**Description of the task**
Check each line of the material, and show the ones that include the word "usize".

**Given records**
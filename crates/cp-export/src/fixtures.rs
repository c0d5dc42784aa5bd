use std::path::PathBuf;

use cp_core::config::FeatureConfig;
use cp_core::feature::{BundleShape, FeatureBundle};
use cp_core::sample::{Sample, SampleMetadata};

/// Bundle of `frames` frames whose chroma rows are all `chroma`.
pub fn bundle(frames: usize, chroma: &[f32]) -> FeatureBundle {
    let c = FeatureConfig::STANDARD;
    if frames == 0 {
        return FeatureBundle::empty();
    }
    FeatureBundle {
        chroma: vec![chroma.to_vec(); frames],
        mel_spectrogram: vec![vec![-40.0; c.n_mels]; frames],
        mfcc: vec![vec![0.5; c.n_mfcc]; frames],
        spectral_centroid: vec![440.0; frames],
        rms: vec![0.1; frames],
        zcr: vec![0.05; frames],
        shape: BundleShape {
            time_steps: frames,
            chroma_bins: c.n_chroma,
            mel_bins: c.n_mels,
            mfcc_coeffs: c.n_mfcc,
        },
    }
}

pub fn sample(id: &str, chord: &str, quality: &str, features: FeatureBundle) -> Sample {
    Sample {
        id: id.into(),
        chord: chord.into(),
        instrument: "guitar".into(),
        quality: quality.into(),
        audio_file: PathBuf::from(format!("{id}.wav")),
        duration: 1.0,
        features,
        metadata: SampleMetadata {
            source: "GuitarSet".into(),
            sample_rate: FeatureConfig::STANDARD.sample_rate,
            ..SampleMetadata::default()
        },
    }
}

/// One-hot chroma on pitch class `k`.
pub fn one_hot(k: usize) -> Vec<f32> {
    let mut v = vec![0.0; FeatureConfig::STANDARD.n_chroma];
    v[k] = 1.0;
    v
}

**Task response**
pub fn bundle(frames: usize, chroma: &[f32]) -> FeatureBundle {
pub fn one_hot(k: usize) -> Vec<f32> {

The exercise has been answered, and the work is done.